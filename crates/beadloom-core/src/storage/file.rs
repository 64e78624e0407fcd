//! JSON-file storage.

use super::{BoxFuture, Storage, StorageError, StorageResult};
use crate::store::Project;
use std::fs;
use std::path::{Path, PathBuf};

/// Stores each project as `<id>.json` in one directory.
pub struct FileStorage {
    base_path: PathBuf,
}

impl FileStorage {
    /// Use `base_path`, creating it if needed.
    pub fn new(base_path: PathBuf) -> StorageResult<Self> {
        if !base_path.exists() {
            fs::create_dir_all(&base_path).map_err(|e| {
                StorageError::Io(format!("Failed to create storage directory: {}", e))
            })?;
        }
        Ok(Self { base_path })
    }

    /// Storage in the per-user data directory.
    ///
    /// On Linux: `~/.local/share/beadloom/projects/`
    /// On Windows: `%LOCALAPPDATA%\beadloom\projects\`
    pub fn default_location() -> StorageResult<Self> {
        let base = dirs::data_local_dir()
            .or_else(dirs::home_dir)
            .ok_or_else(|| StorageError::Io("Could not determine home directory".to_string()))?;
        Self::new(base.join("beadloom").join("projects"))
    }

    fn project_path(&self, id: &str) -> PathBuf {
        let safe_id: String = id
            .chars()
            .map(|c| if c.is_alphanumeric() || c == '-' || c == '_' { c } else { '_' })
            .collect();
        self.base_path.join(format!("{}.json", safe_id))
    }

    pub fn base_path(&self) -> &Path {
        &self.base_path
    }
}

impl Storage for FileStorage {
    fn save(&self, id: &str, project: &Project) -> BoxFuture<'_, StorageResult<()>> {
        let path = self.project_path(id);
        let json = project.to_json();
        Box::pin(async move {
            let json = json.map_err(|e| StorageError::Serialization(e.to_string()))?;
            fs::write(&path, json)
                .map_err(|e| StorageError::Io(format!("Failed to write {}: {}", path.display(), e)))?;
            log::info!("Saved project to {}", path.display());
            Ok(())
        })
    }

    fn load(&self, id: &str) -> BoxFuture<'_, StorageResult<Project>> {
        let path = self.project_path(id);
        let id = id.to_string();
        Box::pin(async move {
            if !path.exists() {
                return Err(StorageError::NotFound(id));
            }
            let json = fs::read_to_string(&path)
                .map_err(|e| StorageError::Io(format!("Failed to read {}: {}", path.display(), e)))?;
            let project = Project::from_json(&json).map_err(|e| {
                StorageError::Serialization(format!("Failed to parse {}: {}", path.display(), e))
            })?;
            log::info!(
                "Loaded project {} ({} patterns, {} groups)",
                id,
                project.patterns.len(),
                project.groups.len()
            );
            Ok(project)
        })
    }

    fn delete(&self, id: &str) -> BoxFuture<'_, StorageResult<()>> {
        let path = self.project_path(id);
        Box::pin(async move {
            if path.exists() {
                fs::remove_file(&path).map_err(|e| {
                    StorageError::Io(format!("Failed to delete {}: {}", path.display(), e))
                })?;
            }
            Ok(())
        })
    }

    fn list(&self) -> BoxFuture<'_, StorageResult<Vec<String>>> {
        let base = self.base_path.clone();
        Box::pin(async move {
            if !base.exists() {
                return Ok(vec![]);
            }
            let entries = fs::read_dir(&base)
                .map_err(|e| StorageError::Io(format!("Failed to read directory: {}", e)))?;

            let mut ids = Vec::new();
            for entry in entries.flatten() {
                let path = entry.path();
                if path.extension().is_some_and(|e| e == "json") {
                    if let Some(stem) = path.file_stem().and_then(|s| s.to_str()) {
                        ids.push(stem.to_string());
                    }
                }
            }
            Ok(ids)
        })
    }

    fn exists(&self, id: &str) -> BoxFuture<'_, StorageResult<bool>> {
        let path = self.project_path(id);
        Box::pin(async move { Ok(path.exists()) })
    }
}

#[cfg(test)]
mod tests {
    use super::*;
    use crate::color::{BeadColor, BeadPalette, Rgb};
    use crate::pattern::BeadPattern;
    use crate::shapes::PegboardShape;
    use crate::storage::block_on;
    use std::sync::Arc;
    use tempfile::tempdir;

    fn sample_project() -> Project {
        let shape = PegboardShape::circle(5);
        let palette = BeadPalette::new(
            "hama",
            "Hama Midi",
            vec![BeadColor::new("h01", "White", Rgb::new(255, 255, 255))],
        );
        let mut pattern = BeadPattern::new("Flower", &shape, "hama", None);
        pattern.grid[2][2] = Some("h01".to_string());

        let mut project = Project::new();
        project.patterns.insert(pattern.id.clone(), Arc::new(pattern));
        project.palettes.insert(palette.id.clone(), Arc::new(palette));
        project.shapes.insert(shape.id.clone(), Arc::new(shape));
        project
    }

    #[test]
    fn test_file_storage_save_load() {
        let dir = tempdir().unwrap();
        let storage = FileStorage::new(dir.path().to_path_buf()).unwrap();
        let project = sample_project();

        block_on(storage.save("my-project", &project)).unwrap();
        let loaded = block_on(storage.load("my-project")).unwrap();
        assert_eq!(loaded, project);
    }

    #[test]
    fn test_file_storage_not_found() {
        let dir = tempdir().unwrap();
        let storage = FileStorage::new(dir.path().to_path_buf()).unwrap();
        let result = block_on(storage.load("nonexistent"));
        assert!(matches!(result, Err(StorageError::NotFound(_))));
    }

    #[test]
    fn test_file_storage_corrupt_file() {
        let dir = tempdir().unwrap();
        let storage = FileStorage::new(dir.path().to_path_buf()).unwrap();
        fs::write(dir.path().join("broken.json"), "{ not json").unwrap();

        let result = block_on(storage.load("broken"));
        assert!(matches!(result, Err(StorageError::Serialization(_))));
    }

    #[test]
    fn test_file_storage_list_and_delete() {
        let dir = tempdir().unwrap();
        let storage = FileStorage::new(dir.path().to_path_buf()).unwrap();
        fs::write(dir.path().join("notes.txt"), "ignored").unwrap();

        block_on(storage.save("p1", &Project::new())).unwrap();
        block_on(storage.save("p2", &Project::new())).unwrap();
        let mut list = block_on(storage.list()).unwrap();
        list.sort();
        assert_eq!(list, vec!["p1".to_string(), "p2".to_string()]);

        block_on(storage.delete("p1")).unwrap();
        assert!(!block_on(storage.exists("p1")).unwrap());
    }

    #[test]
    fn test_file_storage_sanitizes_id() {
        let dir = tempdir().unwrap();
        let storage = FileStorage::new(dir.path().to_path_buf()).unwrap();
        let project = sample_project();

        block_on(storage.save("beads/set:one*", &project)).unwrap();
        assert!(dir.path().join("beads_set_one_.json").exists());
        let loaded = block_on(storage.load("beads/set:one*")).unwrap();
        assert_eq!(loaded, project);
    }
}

◇ ◇ ◇ ◇

Work item:
Reproduce every line above. Keep it exact.

Response:
filename crates/beadloom-core/src/storage/file.rs
repository 64e78624e0407fcd
//! JSON-file storage.

use super::{BoxFuture, Storage, StorageError, StorageResult};
use crate::store::Project;
use std::fs;
use std::path::{Path, PathBuf};

/// Stores each project as `<id>.json` in one directory.
pub struct FileStorage {
    base_path: PathBuf,
}

impl FileStorage {
    /// Use `base_path`, creating it if needed.
    pub fn new(base_path: PathBuf) -> StorageResult<Self> {
        if !base_path.exists() {
            fs::create_dir_all(&base_path).map_err(|e| {
                StorageError::Io(format!("Failed to create storage directory: {}", e))
            })?;
        }
        Ok(Self { base_path })
    }

    /// Storage in the per-user data directory.
    ///
    /// On Linux: `~/.local/share/beadloom/projects/`
    /// On Windows: `%LOCALAPPDATA%\beadloom\projects\`
    pub fn default_location() -> StorageResult<Self> {
        let base = dirs::data_local_dir()
            .or_else(dirs::home_dir)
            .ok_or_else(|| StorageError::Io("Could not determine home directory".to_string()))?;
        Self::new(base.join("beadloom").join("projects"))
    }

    fn project_path(&self, id: &str) -> PathBuf {
        let safe_id: String = id
            .chars()
            .map(|c| if c.is_alphanumeric() || c == '-' || c == '_' { c } else { '_' })
            .collect();
        self.base_path.join(format!("{}.json", safe_id))
    }

    pub fn base_path(&self) -> &Path {
        &self.base_path
    }
}

impl Storage for FileStorage {
    fn save(&self, id: &str, project: &Project) -> BoxFuture<'_, StorageResult<()>> {
        let path = self.project_path(id);
        let json = project.to_json();
        Box::pin(async move {
            let json = json.map_err(|e| StorageError::Serialization(e.to_string()))?;
            fs::write(&path, json)
                .map_err(|e| StorageError::Io(format!("Failed to write {}: {}", path.display(), e)))?;
            log::info!("Saved project to {}", path.display());
            Ok(())
        })
    }

    fn load(&self, id: &str) -> BoxFuture<'_, StorageResult<Project>> {
        let path = self.project_path(id);
        let id = id.to_string();
        Box::pin(async move {
            if !path.exists() {
                return Err(StorageError::NotFound(id));
            }
            let json = fs::read_to_string(&path)
                .map_err(|e| StorageError::Io(format!("Failed to read {}: {}", path.display(), e)))?;
            let project = Project::from_json(&json).map_err(|e| {
                StorageError::Serialization(format!("Failed to parse {}: {}", path.display(), e))
            })?;
            log::info!(
                "Loaded project {} ({} patterns, {} groups)",
                id,
                project.patterns.len(),
                project.groups.len()
            );
            Ok(project)
        })
    }

    fn delete(&self, id: &str) -> BoxFuture<'_, StorageResult<()>> {
        let path = self.project_path(id);
        Box::pin(async move {
            if path.exists() {
                fs::remove_file(&path).map_err(|e| {
                    StorageError::Io(format!("Failed to delete {}: {}", path.display(), e))
                })?;
            }
            Ok(())
        })
    }

    fn list(&self) -> BoxFuture<'_, StorageResult<Vec<String>>> {
        let base = self.base_path.clone();
        Box::pin(async move {
            if !base.exists() {
                return Ok(vec![]);
            }
            let entries = fs::read_dir(&base)
                .map_err(|e| StorageError::Io(format!("Failed to read directory: {}", e)))?;

            let mut ids = Vec::new();
            for entry in entries.flatten() {
                let path = entry.path();
                if path.extension().is_some_and(|e| e == "json") {
                    if let Some(stem) = path.file_stem().and_then(|s| s.to_str()) {
                        ids.push(stem.to_string());
                    }
                }
            }
            Ok(ids)
        })
    }

    fn exists(&self, id: &str) -> BoxFuture<'_, StorageResult<bool>> {
        let path = self.project_path(id);
        Box::pin(async move { Ok(path.exists()) })
    }
}

#[cfg(test)]
mod tests {
    use super::*;
    use crate::color::{BeadColor, BeadPalette, Rgb};
    use crate::pattern::BeadPattern;
    use crate::shapes::PegboardShape;
    use crate::storage::block_on;
    use std::sync::Arc;
    use tempfile::tempdir;

    fn sample_project() -> Project {
        let shape = PegboardShape::circle(5);
        let palette = BeadPalette::new(
            "hama",
            "Hama Midi",
            vec![BeadColor::new("h01", "White", Rgb::new(255, 255, 255))],
        );
        let mut pattern = BeadPattern::new("Flower", &shape, "hama", None);
        pattern.grid[2][2] = Some("h01".to_string());

        let mut project = Project::new();
        project.patterns.insert(pattern.id.clone(), Arc::new(pattern));
        project.palettes.insert(palette.id.clone(), Arc::new(palette));
        project.shapes.insert(shape.id.clone(), Arc::new(shape));
        project
    }

    #[test]
    fn test_file_storage_save_load() {
        let dir = tempdir().unwrap();
        let storage = FileStorage::new(dir.path().to_path_buf()).unwrap();
        let project = sample_project();

        block_on(storage.save("my-project", &project)).unwrap();
        let loaded = block_on(storage.load("my-project")).unwrap();
        assert_eq!(loaded, project);
    }

    #[test]
    fn test_file_storage_not_found() {
        let dir = tempdir().unwrap();
        let storage = FileStorage::new(dir.path().to_path_buf()).unwrap();
        let result = block_on(storage.load("nonexistent"));
        assert!(matches!(result, Err(StorageError::NotFound(_))));
    }

    #[test]
    fn test_file_storage_corrupt_file() {
        let dir = tempdir().unwrap();
        let storage = FileStorage::new(dir.path().to_path_buf()).unwrap();
        fs::write(dir.path().join("broken.json"), "{ not json").unwrap();

        let result = block_on(storage.load("broken"));
        assert!(matches!(result, Err(StorageError::Serialization(_))));
    }

    #[test]
    fn test_file_storage_list_and_delete() {
        let dir = tempdir().unwrap();
        let storage = FileStorage::new(dir.path().to_path_buf()).unwrap();
        fs::write(dir.path().join("notes.txt"), "ignored").unwrap();

        block_on(storage.save("p1", &Project::new())).unwrap();
        block_on(storage.save("p2", &Project::new())).unwrap();
        let mut list = block_on(storage.list()).unwrap();
        list.sort();
        assert_eq!(list, vec!["p1".to_string(), "p2".to_string()]);

        block_on(storage.delete("p1")).unwrap();
        assert!(!block_on(storage.exists("p1")).unwrap());
    }

    #[test]
    fn test_file_storage_sanitizes_id() {
        let dir = tempdir().unwrap();
        let storage = FileStorage::new(dir.path().to_path_buf()).unwrap();
        let project = sample_project();

        block_on(storage.save("beads/set:one*", &project)).unwrap();
        assert!(dir.path().join("beads_set_one_.json").exists());
        let loaded = block_on(storage.load("beads/set:one*")).unwrap();
        assert_eq!(loaded, project);
    }
}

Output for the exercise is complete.